Windows Remote UAC Setting in a Group Policy Workaround

book

Article ID: 118437

calendar_today

Updated On: 10-30-2019

Products

CA Privileged Access Manager - Cloakware Password Authority (PA) CA Privileged Access Manager (PAM)

Issue/Introduction

PAM Admin would like to know how to set the GPO Option for our UAC Policy for Windows Remote:

If User Access Control is enabled on the target server, and the administrator account for password management is a local administrator, set this registry value. This registry setting gives the Windows Remote Connector access to perform SMB and WMI operations on the target server: HKEY_LOCAL_MACHINE\SOFTWARE\Microsoft\Windows\CurrentVersion\Policies\System\LocalAccountTokenFilterPolicy = dword:00000001

Environment

PAM 3.x

Resolution

LocalAccountTokenFilterPolicy can not be set through an explicit configuration option within the Group Policy Management Editor.  Instead it needs to be set through the definition of a custom registry key property.  Within the Group Policy Management Editor this can be done at the following location:

  1. gpmc.msc
  2. Create an Organizational Unit called "PAM Windows Remote Servers"
  3. Add all PAM Windows Remote Servers to this list
  4. Right Click on this new Organizational Unit
  5. Select "Create a GPO in this domain, and Link it here"
  6. Give the GPO a "NAME" (IE: PAM WMI Registry Settings GPO)
  7. Select this newly create GPO
  8. Right click on it and select "Edit"
  9. Under Computer Configuration >> Preferences >> Windows Settings 
  10. Right Click Registry >> New >> Registry Item:


Action: Update
Hive: HKEY_LOCAL_MACHINE
Key Path: SOFTWARE\Microsoft\Windows\CurrentVersion\Policies\System



Value Name: LocalAccountTokenFilterPolicy
Value Type: REG_DWORD
Value Data: 1

Example:



User-added image

 You will also need to ensure the security policy is not restricting "Minimum password age" if you will be setting "Account can change own password" as the Windows Password Policy will be in effect prohibiting multiple password rotation in a day.

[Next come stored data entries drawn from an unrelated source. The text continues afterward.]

//! Staging tree assembly.
//!
//! Copies directory contents into the staged tree, following symbolic links
//! so the staged tree only ever holds regular files and directories.
//! Version-control metadata and CI configuration are never copied.

use std::fs;
use std::path::{Path, PathBuf};

use serde::Serialize;
use thiserror::Error;
use tracing::{debug, info};
use walkdir::WalkDir;

use crate::consts::EXCLUDED_ENTRIES;
use crate::package::join_import_path;
use crate::resolve::ResolvedPackage;

/// Errors assembling the staged tree.
#[derive(Debug, Error)]
pub enum TreeError {
  #[error("failed to {action} {}: {source}", path.display())]
  Filesystem {
    action: &'static str,
    path: PathBuf,
    #[source]
    source: std::io::Error,
  },

  #[error("failed to copy dependency {import_path}: {source}")]
  Bundle {
    import_path: String,
    #[source]
    source: Box<TreeError>,
  },
}

/// Counters accumulated while copying.
#[derive(Debug, Clone, Default, PartialEq, Eq, Serialize)]
pub struct CopyReport {
  pub files_copied: u64,
  pub bytes_copied: u64,
  /// Excluded source entries, in the order they were encountered.
  pub skipped: Vec<PathBuf>,
}

fn is_excluded(name: &std::ffi::OsStr) -> bool {
  name.to_str().is_some_and(|name| EXCLUDED_ENTRIES.contains(&name))
}

/// Copy the contents of `src_dir` into `dst_root/dst_subpath`.
///
/// Without `recursive`, only the regular files directly inside `src_dir`
/// are copied. Existing destination files are overwritten.
pub fn copy_tree(
  dst_root: &Path,
  dst_subpath: &Path,
  src_dir: &Path,
  recursive: bool,
  report: &mut CopyReport,
) -> Result<(), TreeError> {
  let dst = dst_root.join(dst_subpath);
  fs::create_dir_all(&dst).map_err(|source| TreeError::Filesystem {
    action: "create directory",
    path: dst.clone(),
    source,
  })?;

  let mut skipped = Vec::new();
  let walker = WalkDir::new(src_dir)
    .min_depth(1)
    .max_depth(if recursive { usize::MAX } else { 1 })
    .follow_links(true)
    .sort_by_file_name()
    .into_iter()
    .filter_entry(|e| {
      if is_excluded(e.file_name()) {
        info!(path = %e.path().display(), "skipping");
        skipped.push(e.path().to_path_buf());
        return false;
      }
      true
    });

  for entry in walker {
    let entry = entry.map_err(|e| TreeError::Filesystem {
      action: "read",
      path: e.path().map(Path::to_path_buf).unwrap_or_else(|| src_dir.to_path_buf()),
      source: e.into(),
    })?;
    let Ok(rel) = entry.path().strip_prefix(src_dir) else {
      continue;
    };
    let target = dst.join(rel);
    let file_type = entry.file_type();

    if file_type.is_dir() {
      if !recursive {
        continue;
      }
      fs::create_dir_all(&target).map_err(|source| TreeError::Filesystem {
        action: "create directory",
        path: target.clone(),
        source,
      })?;
    } else if file_type.is_file() {
      let bytes = fs::copy(entry.path(), &target).map_err(|source| TreeError::Filesystem {
        action: "copy",
        path: entry.path().to_path_buf(),
        source,
      })?;
      debug!(from = %entry.path().display(), to = %target.display(), bytes, "copied");
      report.files_copied += 1;
      report.bytes_copied += bytes;
    } else {
      debug!(path = %entry.path().display(), "ignoring special file");
    }
  }

  report.skipped.append(&mut skipped);
  Ok(())
}

/// Copy each package's own files into `dst_root/deps_subpath/<import path>`.
pub fn bundle_all(
  dst_root: &Path,
  deps_subpath: &Path,
  packages: &[ResolvedPackage],
  report: &mut CopyReport,
) -> Result<(), TreeError> {
  for pkg in packages {
    let src = join_import_path(&pkg.source_root, &pkg.import_path);
    let dst_subpath = join_import_path(deps_subpath, &pkg.import_path);
    copy_tree(dst_root, &dst_subpath, &src, false, report).map_err(|e| TreeError::Bundle {
      import_path: pkg.import_path.clone(),
      source: Box::new(e),
    })?;
  }
  Ok(())
}
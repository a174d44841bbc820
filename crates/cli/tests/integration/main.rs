//! End-to-end staging tests for the go-app-stager binary.

mod common;
mod stage_tests;
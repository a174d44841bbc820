pub mod arch;
pub mod os;
pub mod paths;

use arch::Arch;
use os::Os;
use std::fmt;

/// Build target combining OS and architecture (e.g., "linux/amd64")
#[derive(Debug, Clone, Copy, PartialEq, Eq, Hash)]
pub struct Platform {
  pub os: Os,
  pub arch: Arch,
}

impl Platform {
  /// The platform every hosted app is built for, regardless of the staging host.
  pub fn hosted() -> Self {
    Self {
      os: Os::Linux,
      arch: Arch::Amd64,
    }
  }
}

impl fmt::Display for Platform {
  fn fmt(&self, f: &mut fmt::Formatter<'_>) -> fmt::Result {
    write!(f, "{}/{}", self.os, self.arch)
  }
}
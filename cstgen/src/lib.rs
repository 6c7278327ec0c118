//! Synthesizes a concrete syntax tree schema from an ABNF grammar.
//!
//! Every grammar rule gets exactly one node, and every recurring anonymous
//! shape (a nested alternation, a repeated element, a literal, a numeric
//! range) gets exactly one shared inner node, named after its canonical
//! signature. Numeric terminals are expanded into one type per value, built
//! out of shared digit types. Every sum gets a visitor contract for exhaustive
//! double dispatch.
//!
//! ```
//! let grammar: abnf::Grammar = "bit = \"0\" / \"1\"\n".parse().unwrap();
//! let schema = cstgen::synthesize(&grammar).unwrap();
//!
//! let bit = schema.node(schema.rule("BIT").unwrap());
//! let variants: Vec<&str> = bit.variants().iter().map(|v| v.name.as_str()).collect();
//! assert_eq!(variants, vec!["_ʺx30ʺ", "_ʺx31ʺ"]);
//! assert_eq!(schema.contracts()[0].visitor, "_bitVisitor");
//! ```
mod dedup;
mod error;
mod node;
mod numeric;
mod options;
mod reserve;
pub mod signature;
mod synth;
mod visitor;

pub use dedup::{Collision, DedupCache, Shape};
pub use error::{Error, Result, SignatureError};
pub use node::{Field, Node, NodeId, NodeKind, Origin, Schema, Terminal, Variant};
pub use options::SynthesisOptions;
pub use signature::Signer;
pub use synth::{synthesize, synthesize_with};
pub use visitor::{Accept, VisitorContract, DISPATCH};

If the Windows Server is  a standalone(not joining AD domain) then you can modify the local security policy but if it joins a domain then you will need to modify this from GPO at the domain controller.

If you select "Use the following account to force change password" and choose another admin account then the password can be rotated multiple times a day even if the "Minimum password age" is set to 1.